Humber Fifteen 15 horsepower cars were medium to large cars, classified as medium weight, with a less powerful than usual engine which attracted less annual taxation and provided more stately progress. The coachwork was superbly finished, especially the tourers, and these cars were much favoured by the professional classes.

They were manufactured from 1919 to 1924 and 1924 to 1927. Their former place in Humber's catalogue was bracketed in 1927 and 1928 by new cars, a much smaller engined 14/40 or late in the same year a 20-horsepower six-cylinder 20/55 of ten per cent greater capacity.

==Introduction==
These cars were displayed at Olympia's first postwar Motor Show in November 1919. Commentators described the design as common-sense and not sensational with evident attention to detail. The blue saloon with shining black roof and mouldings drew attention.

==Fifteen .9==
===Engine===

The 2.8 Litre four cylinders in line engine made in a single casting had a detachable cylinder head and was fitted with, new for Humber, overhead inlet, side-by-side exhaust valves. Their equivalent prewar car with an engine of 3.3 Litres had twin overhead camshafts.
===Bodies===

The 15.9 was available as a saloon or a 5-seater tourer. There was no door for the driver because the brake lever and gear change lever were to his right and the spare wheel and tyre were fastened to the outside of the car at the same point.
| A special pull control for the CAV starter was mounted on the dashboard. The steering wheel carried an advance and retard (timing) lever and an ignition switch. Steering column rake was adjustable The split windscreen reached down to the curved dash without a wooden fillet. Its instrument panel included a cupboard and two drawers and a Jaeger speedometer run from the gearbox. There was also a clock and an air control. There were scuttle ventilators.

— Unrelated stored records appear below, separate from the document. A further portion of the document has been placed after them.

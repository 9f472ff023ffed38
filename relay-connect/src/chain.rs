//! Chain identifiers and display names.

use serde_json::Value;

/// Ethereum mainnet.
pub const ETHEREUM_MAINNET: u64 = 1;
/// Oasis Sapphire mainnet.
pub const SAPPHIRE_MAINNET: u64 = 0x5afe;
/// Oasis Sapphire testnet.
pub const SAPPHIRE_TESTNET: u64 = 0x5aff;
/// Oasis Sapphire localnet.
pub const SAPPHIRE_LOCALNET: u64 = 0x5afd;

const NETWORK_NAMES: &[(u64, &str)] = &[
    (ETHEREUM_MAINNET, "Ethereum (Mainnet)"),
    (SAPPHIRE_MAINNET, "Sapphire (Mainnet)"),
    (SAPPHIRE_TESTNET, "Sapphire (Testnet)"),
    (SAPPHIRE_LOCALNET, "Sapphire (Localnet)"),
];

/// Parse a chain id as reported by a provider.
///
/// Accepts `0x`-prefixed hexadecimal (the EIP-1193 form) or plain decimal.
/// Anything else yields `None`.
#[must_use]
pub fn parse_chain_id(raw: &str) -> Option<u64> {
    let raw = raw.trim();
    match raw.strip_prefix("0x").or_else(|| raw.strip_prefix("0X")) {
        Some(hex) => u64::from_str_radix(hex, 16).ok(),
        None => raw.parse().ok(),
    }
}

/// Interpret a JSON chain id value. Unusable shapes map to `None`.
#[must_use]
pub fn chain_id_from_value(value: &Value) -> Option<u64> {
    match value {
        Value::String(s) => parse_chain_id(s),
        Value::Number(n) => n.as_u64(),
        _ => None,
    }
}

/// Name of a chain in the static table, if known.
#[must_use]
pub fn known_chain_name(chain_id: u64) -> Option<&'static str> {
    NETWORK_NAMES
        .iter()
        .find_map(|&(id, name)| (id == chain_id).then_some(name))
}

/// Human-readable chain name.
///
/// Known ids render their table name and unknown ids render `Unknown (<id>)`.
/// Only an absent id renders nothing; id `0` is an unknown id like any other.
#[must_use]
pub fn chain_name(chain_id: Option<u64>) -> Option<String> {
    let id = chain_id?;
    Some(known_chain_name(id).map_or_else(|| format!("Unknown ({id})"), str::to_owned))
}

#[cfg(test)]
mod tests {
    use super::*;

    #[test]
    fn test_parse_hex_and_decimal() {
        assert_eq!(parse_chain_id("0x5afe"), Some(23294));
        assert_eq!(parse_chain_id("0X1"), Some(1));
        assert_eq!(parse_chain_id("23295"), Some(23295));
        assert_eq!(parse_chain_id(""), None);
        assert_eq!(parse_chain_id("0x"), None);
        assert_eq!(parse_chain_id("sapphire"), None);
    }

    #[test]
    fn test_chain_id_from_value() {
        assert_eq!(chain_id_from_value(&Value::from("0x5aff")), Some(SAPPHIRE_TESTNET));
        assert_eq!(chain_id_from_value(&Value::from(1)), Some(1));
        assert_eq!(chain_id_from_value(&Value::Null), None);
        assert_eq!(chain_id_from_value(&serde_json::json!({ "id": 1 })), None);
    }

    #[test]
    fn test_chain_names() {
        assert_eq!(chain_name(Some(23294)).as_deref(), Some("Sapphire (Mainnet)"));
        assert_eq!(chain_name(Some(1)).as_deref(), Some("Ethereum (Mainnet)"));
        assert_eq!(chain_name(Some(137)).as_deref(), Some("Unknown (137)"));
        assert_eq!(chain_name(Some(0)).as_deref(), Some("Unknown (0)"));
        assert_eq!(chain_name(None), None);
    }
}
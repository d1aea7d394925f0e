//! Kernel logging bootstrap and safety policy.
//!
//! # Responsibility
//! - Initialize the process logger exactly once: rolling files when a log
//!   directory is configured, stderr otherwise.
//! - Keep kernel diagnostics metadata-only (`event=... module=... status=...`).
//!
//! # Invariants
//! - Logging init is idempotent for the same configuration.
//! - Logging initialization must not panic.
//! - Re-initialization with a different level or target is rejected.

use crate::config::LoggingConfig;
use flexi_logger::{Cleanup, Criterion, FileSpec, Logger, LoggerHandle, Naming, WriteMode};
use log::{error, info};
use once_cell::sync::OnceCell;
use std::fmt::{Display, Formatter};
use std::path::{Path, PathBuf};

const LOG_FILE_BASENAME: &str = "warden";
const MAX_LOG_FILE_SIZE_BYTES: u64 = 10 * 1024 * 1024;
const MAX_LOG_FILES: usize = 5;
const MAX_PANIC_PAYLOAD_CHARS: usize = 160;

static LOGGING_STATE: OnceCell<LoggingState> = OnceCell::new();
static PANIC_HOOK_INSTALLED: OnceCell<()> = OnceCell::new();

/// Where log records go.
#[derive(Debug, Clone, PartialEq, Eq)]
pub enum LogTarget {
    Stderr,
    Directory(PathBuf),
}

impl Display for LogTarget {
    fn fmt(&self, f: &mut Formatter<'_>) -> std::fmt::Result {
        match self {
            Self::Stderr => f.write_str("stderr"),
            Self::Directory(dir) => write!(f, "{}", dir.display()),
        }
    }
}

struct LoggingState {
    level: &'static str,
    target: LogTarget,
    _logger: LoggerHandle,
}

/// Initializes kernel logging from `config`.
///
/// # Errors
/// - Returns an error when the level is unsupported.
/// - Returns an error when `log_dir` is empty, non-absolute, or cannot be created.
/// - Returns an error when logging is already active with another level or target.
/// - Returns an error when logger backend setup fails.
pub fn init_logging(config: &LoggingConfig) -> Result<(), String> {
    let level = normalize_level(&config.level)?;
    let target = match &config.log_dir {
        Some(dir) => LogTarget::Directory(normalize_log_dir(dir)?),
        None => LogTarget::Stderr,
    };

    let state = LOGGING_STATE.get_or_try_init(|| start_logger(level, target.clone()))?;
    if state.target != target {
        return Err(format!(
            "logging already initialized at `{}`; refusing to switch to `{}`",
            state.target, target
        ));
    }
    if state.level != level {
        return Err(format!(
            "logging already initialized with level `{}`; refusing to switch to `{}`",
            state.level, level
        ));
    }
    Ok(())
}

fn start_logger(level: &'static str, target: LogTarget) -> Result<LoggingState, String> {
    let logger = Logger::try_with_str(level)
        .map_err(|err| format!("invalid log level `{level}`: {err}"))?;

    let logger = match &target {
        LogTarget::Stderr => logger
            .log_to_stderr()
            .format(flexi_logger::detailed_format)
            .start(),
        LogTarget::Directory(dir) => {
            std::fs::create_dir_all(dir).map_err(|err| {
                format!("failed to create log directory `{}`: {err}", dir.display())
            })?;
            logger
                .log_to_file(
                    FileSpec::default()
                        .directory(dir.as_path())
                        .basename(LOG_FILE_BASENAME),
                )
                .rotate(
                    Criterion::Size(MAX_LOG_FILE_SIZE_BYTES),
                    Naming::Numbers,
                    Cleanup::KeepLogFiles(MAX_LOG_FILES),
                )
                .write_mode(WriteMode::BufferAndFlush)
                .append()
                .format_for_files(flexi_logger::detailed_format)
                .start()
        }
    }
    .map_err(|err| format!("failed to start logger: {err}"))?;

    install_panic_hook_once();

    info!(
        "event=kernel_start module=core status=ok platform={} build_mode={} version={}",
        std::env::consts::OS,
        build_mode(),
        env!("CARGO_PKG_VERSION")
    );
    info!(
        "event=logging_init module=core status=ok level={} target={}",
        level, target
    );

    Ok(LoggingState {
        level,
        target,
        _logger: logger,
    })
}

/// Active `(level, target)`, or `None` before `init_logging`.
pub fn logging_status() -> Option<(&'static str, LogTarget)> {
    LOGGING_STATE
        .get()
        .map(|state| (state.level, state.target.clone()))
}

/// `debug` for debug builds, `info` for release builds.
pub fn default_log_level() -> &'static str {
    if cfg!(debug_assertions) {
        "debug"
    } else {
        "info"
    }
}

fn normalize_level(level: &str) -> Result<&'static str, String> {
    match level.trim().to_ascii_lowercase().as_str() {
        "trace" => Ok("trace"),
        "debug" => Ok("debug"),
        "info" => Ok("info"),
        "warn" | "warning" => Ok("warn"),
        "error" => Ok("error"),
        other => Err(format!(
            "unsupported log level `{other}`; expected trace|debug|info|warn|error"
        )),
    }
}

fn normalize_log_dir(log_dir: &Path) -> Result<PathBuf, String> {
    if log_dir.as_os_str().is_empty() {
        return Err("log_dir cannot be empty".to_string());
    }
    if !log_dir.is_absolute() {
        return Err(format!(
            "log_dir must be an absolute path, got `{}`",
            log_dir.display()
        ));
    }
    Ok(log_dir.to_path_buf())
}

fn build_mode() -> &'static str {
    if cfg!(debug_assertions) {
        "debug"
    } else {
        "release"
    }
}

fn install_panic_hook_once() {
    if PANIC_HOOK_INSTALLED.get().is_some() {
        return;
    }

    let previous_hook = std::panic::take_hook();
    std::panic::set_hook(Box::new(move |panic_info| {
        // Payloads may embed component data; keep one capped line.
        let location = panic_info
            .location()
            .map(|loc| format!("{}:{}", loc.file(), loc.line()))
            .unwrap_or_else(|| "unknown".to_string());
        let payload = panic_payload_summary(panic_info);
        error!(
            "event=panic_captured module=core status=error location={} payload={}",
            location, payload
        );
        previous_hook(panic_info);
    }));

    let _ = PANIC_HOOK_INSTALLED.set(());
}

fn panic_payload_summary(info: &std::panic::PanicHookInfo<'_>) -> String {
    let payload = if let Some(message) = info.payload().downcast_ref::<&str>() {
        (*message).to_string()
    } else if let Some(message) = info.payload().downcast_ref::<String>() {
        message.clone()
    } else {
        "non-string panic payload".to_string()
    };

    sanitize_message(&payload, MAX_PANIC_PAYLOAD_CHARS)
}

fn sanitize_message(value: &str, max_chars: usize) -> String {
    let normalized = value.replace(['\n', '\r'], " ");
    let mut truncated = normalized.chars().take(max_chars).collect::<String>();
    if normalized.chars().count() > max_chars {
        truncated.push_str("...");
    }
    truncated
}

#[cfg(test)]
mod tests {
    use super::{
        init_logging, logging_status, normalize_level, normalize_log_dir, sanitize_message,
        LogTarget,
    };
    use crate::config::LoggingConfig;
    use std::path::Path;

    #[test]
    fn normalize_level_accepts_known_values() {
        assert_eq!(
            normalize_level("INFO").expect("INFO should normalize"),
            "info"
        );
        assert_eq!(
            normalize_level(" warning ").expect("warning should normalize"),
            "warn"
        );
        assert!(normalize_level("verbose").is_err());
    }

    #[test]
    fn normalize_log_dir_rejects_relative_path() {
        let error = normalize_log_dir(Path::new("logs/dev"))
            .expect_err("relative paths must be rejected");
        assert!(error.contains("absolute"));
    }

    #[test]
    fn sanitize_message_removes_newlines_and_truncates() {
        let sanitized = sanitize_message("line1\nline2\rline3", 8);
        assert!(!sanitized.contains('\n'));
        assert!(!sanitized.contains('\r'));
        assert!(sanitized.ends_with("..."));
    }

    #[test]
    fn init_logging_is_idempotent_for_same_config_and_rejects_conflicts() {
        let log_dir = tempfile::tempdir().expect("temp dir");
        let config = LoggingConfig {
            level: "info".to_string(),
            log_dir: Some(log_dir.path().to_path_buf()),
        };

        init_logging(&config).expect("first init should succeed");
        init_logging(&config).expect("same config should be idempotent");

        let level_error = init_logging(&LoggingConfig {
            level: "debug".to_string(),
            ..config.clone()
        })
        .expect_err("level conflict should fail");
        assert!(level_error.contains("refusing to switch"));

        let target_error = init_logging(&LoggingConfig {
            level: "info".to_string(),
            log_dir: None,
        })
        .expect_err("target conflict should fail");
        assert!(target_error.contains("refusing to switch"));

        let (active_level, active_target) = logging_status().expect("logging should be active");
        assert_eq!(active_level, "info");
        assert_eq!(
            active_target,
            LogTarget::Directory(log_dir.path().to_path_buf())
        );
    }
}
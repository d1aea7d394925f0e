//! Per-component handler and its validity state machine.
//!
//! # Responsibility
//! - Own one descriptor and the lifestyle manager built for it.
//! - Expose the `WaitingDependency`/`Valid` state and the dependencies that
//!   keep a handler waiting.
//! - Run the creation routine: resolve dependencies, activate, wrap, announce.
//!
//! # Invariants
//! - A handler is always in exactly one state.
//! - State only changes while the registry writer lock is held, so resolves
//!   in flight observe a stable snapshot.
//! - A waiting handler never reaches its lifestyle manager.

use crate::error::{KernelError, KernelResult};
use crate::lifestyle::{self, Creation, Lease, LifestyleManager};
use crate::model::descriptor::ComponentDescriptor;
use crate::model::instance::Activation;
use crate::registry::events::KernelEvent;
use crate::registry::state::RegistryState;
use crate::registry::RegistryLink;
use crate::resolver::{self, ResolutionContext};
use log::{debug, error};
use parking_lot::RwLock;
use serde::{Deserialize, Serialize};
use std::fmt::{Debug, Display, Formatter};
use std::sync::Arc;

/// Monotonic handler id; ascending ids follow registration order.
pub type HandlerId = usize;

/// Validity state of one handler.
#[derive(Debug, Clone, Copy, PartialEq, Eq, Hash, Serialize, Deserialize)]
#[serde(rename_all = "snake_case")]
pub enum HandlerState {
    /// At least one required dependency is unregistered or itself waiting.
    WaitingDependency,
    /// Every required dependency is currently satisfiable.
    Valid,
}

impl HandlerState {
    pub fn as_str(self) -> &'static str {
        match self {
            Self::WaitingDependency => "waiting_dependency",
            Self::Valid => "valid",
        }
    }
}

impl Display for HandlerState {
    fn fmt(&self, f: &mut Formatter<'_>) -> std::fmt::Result {
        f.write_str(self.as_str())
    }
}

struct StateSnapshot {
    state: HandlerState,
    missing: Vec<String>,
}

/// Runtime wrapper around one registered component.
pub struct Handler {
    id: HandlerId,
    descriptor: Arc<ComponentDescriptor>,
    lifestyle: Box<dyn LifestyleManager>,
    snapshot: RwLock<StateSnapshot>,
}

impl Handler {
    pub(crate) fn new(
        id: HandlerId,
        descriptor: Arc<ComponentDescriptor>,
        owner: &RegistryLink,
    ) -> Self {
        let lifestyle = lifestyle::manager_for(&descriptor, owner);
        let missing = descriptor
            .dependencies()
            .iter()
            .filter(|dependency| dependency.blocks_validity())
            .map(|dependency| dependency.describe())
            .collect();
        Self {
            id,
            descriptor,
            lifestyle,
            snapshot: RwLock::new(StateSnapshot {
                state: HandlerState::WaitingDependency,
                missing,
            }),
        }
    }

    pub fn id(&self) -> HandlerId {
        self.id
    }

    pub fn key(&self) -> &str {
        self.descriptor.key()
    }

    pub fn descriptor(&self) -> &Arc<ComponentDescriptor> {
        &self.descriptor
    }

    pub fn lifestyle(&self) -> &dyn LifestyleManager {
        self.lifestyle.as_ref()
    }

    pub fn state(&self) -> HandlerState {
        self.snapshot.read().state
    }

    pub fn is_valid(&self) -> bool {
        self.state() == HandlerState::Valid
    }

    /// Required dependencies currently keeping this handler waiting.
    pub fn missing_dependencies(&self) -> Vec<String> {
        self.snapshot.read().missing.clone()
    }

    pub(crate) fn set_state(&self, state: HandlerState, missing: Vec<String>) {
        let mut snapshot = self.snapshot.write();
        snapshot.state = state;
        snapshot.missing = missing;
    }

    pub(crate) fn not_valid_error(&self) -> KernelError {
        KernelError::HandlerNotValid {
            key: self.key().to_string(),
            missing: self.missing_dependencies(),
        }
    }

    /// Produces or fetches an instance through the lifestyle manager.
    pub(crate) fn resolve(
        &self,
        state: &RegistryState,
        context: &mut ResolutionContext,
    ) -> KernelResult<Lease> {
        if !self.is_valid() {
            return Err(self.not_valid_error());
        }

        context.enter(self.id, self.key());
        let result = self
            .lifestyle
            .resolve(&mut || self.create(state, context));
        context.leave();
        result
    }

    fn create(&self, state: &RegistryState, context: &mut ResolutionContext) -> KernelResult<Creation> {
        let (dependencies, burden) =
            resolver::resolve_dependencies(&self.descriptor, state, context)?;

        let raw = match self.descriptor.activator().create(&dependencies) {
            Ok(raw) => raw,
            Err(err) => {
                error!(
                    "event=instance_create module=handler status=error key={} error={}",
                    self.key(),
                    err
                );
                resolver::release_partial(&burden, context);
                return Err(KernelError::Factory {
                    key: self.key().to_string(),
                    source: err,
                });
            }
        };

        let activation = match self.descriptor.proxy() {
            None => Activation::new(raw),
            Some(proxy) => match proxy.wrap(raw.clone(), &self.descriptor) {
                Ok(wrapped) => Activation::wrapped(raw, wrapped),
                Err(err) => {
                    error!(
                        "event=instance_wrap module=handler status=error key={} error={}",
                        self.key(),
                        err
                    );
                    self.descriptor.activator().destroy(&raw);
                    resolver::release_partial(&burden, context);
                    return Err(KernelError::Factory {
                        key: self.key().to_string(),
                        source: err,
                    });
                }
            },
        };

        debug!(
            "event=instance_create module=handler status=ok key={} lifestyle={} instance={} dependencies={}",
            self.key(),
            self.descriptor.lifestyle().label(),
            activation.id(),
            burden.len()
        );
        context.push_event(KernelEvent::InstanceCreated {
            descriptor: self.descriptor.clone(),
            instance: activation.instance().clone(),
        });
        Ok(Creation::new(activation, burden))
    }

    /// Disposes every instance owned by the lifestyle manager.
    pub(crate) fn dispose(&self, events: &mut Vec<KernelEvent>) {
        self.lifestyle.dispose(events);
    }
}

impl Debug for Handler {
    fn fmt(&self, f: &mut Formatter<'_>) -> std::fmt::Result {
        f.debug_struct("Handler")
            .field("id", &self.id)
            .field("key", &self.key())
            .field("state", &self.state())
            .finish()
    }
}
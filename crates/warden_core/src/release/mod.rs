//! Burden tracking and cascading release.
//!
//! # Responsibility
//! - Record the dependency instances created while satisfying one request.
//! - Track root instances that need caller-driven release.
//! - Release a root and its burden in LIFO order, exactly once.
//!
//! # Invariants
//! - Only leases with `release_required` (transient, pooled) become burdens;
//!   singleton and scoped instances stay with their lifestyle.
//! - `Burden::release` is one-shot; a second call is a no-op.
//! - Dependents are released before the things they depended on.

use crate::handler::Handler;
use crate::model::instance::{Activation, InstanceId};
use crate::registry::events::KernelEvent;
use log::debug;
use parking_lot::Mutex;
use std::collections::HashMap;
use std::fmt::{Debug, Formatter};
use std::sync::atomic::{AtomicBool, Ordering};
use std::sync::Arc;

/// One vended instance, its owning handler, and what was created for it.
pub struct Burden {
    activation: Activation,
    handler: Arc<Handler>,
    dependencies: Vec<Burden>,
    released: AtomicBool,
}

impl Burden {
    pub(crate) fn new(
        activation: Activation,
        handler: Arc<Handler>,
        dependencies: Vec<Burden>,
    ) -> Self {
        Self {
            activation,
            handler,
            dependencies,
            released: AtomicBool::new(false),
        }
    }

    pub fn activation(&self) -> &Activation {
        &self.activation
    }

    pub fn handler(&self) -> &Arc<Handler> {
        &self.handler
    }

    pub fn dependencies(&self) -> &[Burden] {
        &self.dependencies
    }

    pub fn is_released(&self) -> bool {
        self.released.load(Ordering::Acquire)
    }

    /// Releases the instance through its lifestyle, then its dependencies
    /// newest first. Returns `false` when already released.
    pub fn release(&self, events: &mut Vec<KernelEvent>) -> bool {
        if self.released.swap(true, Ordering::AcqRel) {
            return false;
        }

        self.handler
            .lifestyle()
            .release(&self.activation, events);
        for dependency in self.dependencies.iter().rev() {
            dependency.release(events);
        }
        true
    }
}

impl Debug for Burden {
    fn fmt(&self, f: &mut Formatter<'_>) -> std::fmt::Result {
        f.debug_struct("Burden")
            .field("key", &self.handler.key())
            .field("instance", &self.activation.id())
            .field("dependencies", &self.dependencies)
            .field("released", &self.is_released())
            .finish()
    }
}

/// Root burdens awaiting caller-driven release.
#[derive(Default)]
pub struct ReleasePolicy {
    tracked: Mutex<TrackedBurdens>,
}

#[derive(Default)]
struct TrackedBurdens {
    next_sequence: u64,
    entries: HashMap<InstanceId, (u64, Burden)>,
}

impl ReleasePolicy {
    pub fn new() -> Self {
        Self::default()
    }

    pub(crate) fn track(&self, burden: Burden) {
        let mut tracked = self.tracked.lock();
        let sequence = tracked.next_sequence;
        tracked.next_sequence += 1;
        tracked
            .entries
            .insert(burden.activation.id(), (sequence, burden));
    }

    pub fn is_tracked(&self, id: InstanceId) -> bool {
        self.tracked.lock().entries.contains_key(&id)
    }

    pub fn len(&self) -> usize {
        self.tracked.lock().entries.len()
    }

    pub fn is_empty(&self) -> bool {
        self.len() == 0
    }

    /// Releases the root burden for `id`; untracked ids are a no-op.
    pub fn release(&self, id: InstanceId, events: &mut Vec<KernelEvent>) -> bool {
        let entry = self.tracked.lock().entries.remove(&id);
        match entry {
            Some((_, burden)) => {
                debug!(
                    "event=instance_release module=release status=ok key={} instance={} dependencies={}",
                    burden.handler.key(),
                    id,
                    burden.dependencies.len()
                );
                burden.release(events)
            }
            None => false,
        }
    }

    /// Releases every tracked burden, most recently tracked first.
    pub fn release_all(&self, events: &mut Vec<KernelEvent>) -> usize {
        let mut drained: Vec<(u64, Burden)> = {
            let mut tracked = self.tracked.lock();
            tracked.entries.drain().map(|(_, entry)| entry).collect()
        };
        drained.sort_by_key(|(sequence, _)| std::cmp::Reverse(*sequence));

        let count = drained.len();
        for (_, burden) in drained {
            burden.release(events);
        }
        count
    }
}

#[cfg(test)]
mod tests {
    use super::{Burden, ReleasePolicy};
    use crate::handler::Handler;
    use crate::model::descriptor::{ComponentDescriptor, Lifestyle, RegistrationRecord};
    use crate::model::instance::{instance, Activation, FnActivator, Instance, InstanceId};
    use crate::registry::events::KernelEvent;
    use crate::registry::RegistryLink;
    use parking_lot::Mutex;
    use std::sync::Arc;

    fn recording_handler(key: &str, log: Arc<Mutex<Vec<String>>>) -> Arc<Handler> {
        let name = key.to_string();
        let activator = FnActivator::new(|_| Ok(instance(()))).on_destroy(move |_: &Instance| {
            log.lock().push(name.clone());
        });
        let descriptor = ComponentDescriptor::new(
            RegistrationRecord::new(key, "Recorder").lifestyle(Lifestyle::Transient),
            activator,
        )
        .expect("valid descriptor");
        Arc::new(Handler::new(0, Arc::new(descriptor), &RegistryLink::detached()))
    }

    fn burden(handler: &Arc<Handler>, dependencies: Vec<Burden>) -> Burden {
        Burden::new(
            Activation::new(instance(())),
            handler.clone(),
            dependencies,
        )
    }

    #[test]
    fn release_cascades_lifo_and_is_one_shot() {
        let log = Arc::new(Mutex::new(Vec::new()));
        let root = recording_handler("root", log.clone());
        let first = recording_handler("first", log.clone());
        let second = recording_handler("second", log.clone());
        let leaf = recording_handler("leaf", log.clone());

        let tree = burden(
            &root,
            vec![
                burden(&first, vec![burden(&leaf, Vec::new())]),
                burden(&second, Vec::new()),
            ],
        );

        let mut events = Vec::new();
        assert!(tree.release(&mut events));
        assert!(!tree.release(&mut events));
        assert_eq!(*log.lock(), vec!["root", "second", "first", "leaf"]);
        assert_eq!(events.len(), 4);
        assert!(events
            .iter()
            .all(|event| matches!(event, KernelEvent::InstanceDestroyed { .. })));
    }

    #[test]
    fn policy_release_is_idempotent() {
        let log = Arc::new(Mutex::new(Vec::new()));
        let handler = recording_handler("root", log.clone());
        let tracked = burden(&handler, Vec::new());
        let id = tracked.activation().id();

        let policy = ReleasePolicy::new();
        policy.track(tracked);
        assert!(policy.is_tracked(id));

        let mut events = Vec::new();
        assert!(policy.release(id, &mut events));
        assert!(!policy.release(id, &mut events));
        assert!(!policy.release(InstanceId::of(&instance(())), &mut events));
        assert_eq!(log.lock().len(), 1);
        assert!(policy.is_empty());
    }

    #[test]
    fn release_all_goes_newest_first() {
        let log = Arc::new(Mutex::new(Vec::new()));
        let older = recording_handler("older", log.clone());
        let newer = recording_handler("newer", log.clone());

        let policy = ReleasePolicy::new();
        policy.track(burden(&older, Vec::new()));
        policy.track(burden(&newer, Vec::new()));

        let mut events = Vec::new();
        assert_eq!(policy.release_all(&mut events), 2);
        assert_eq!(*log.lock(), vec!["newer", "older"]);
    }
}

Beneath the bonnet there was storage for the wheelbrace, jack, oil-can etc., small tools were in the passenger's side front door and there was a further locker below the front floorboards The tourer had some special features. Humber claimed this open tourer converted to an All-Weather car in a few seconds. The aluminium-framed celluloid side curtains, carried neatly below the driver's seat, could stay up when the hood was lowered. For the back seat passengers there was a combined rear cowl and screens. The cowl covered passengers' knees and two single windscreens by Auster carried inside the cowl, when needed, were mounted in slots on the cowl and secured by butterfly nuts. The cowl itself was quickly released when the all-weather configuration was wanted. Later cars were given a single large Auster windscreen with hinged wings at each side to give passengers further wind-protection. |
A saloon landaulette was added to the standard range and it also showed the care and forethought put in to give comfort and convenience. Between front and back seats it had a glass partition with sliding panels and there was an extra fold-away seat in the rear compartment which might be turned to face either side.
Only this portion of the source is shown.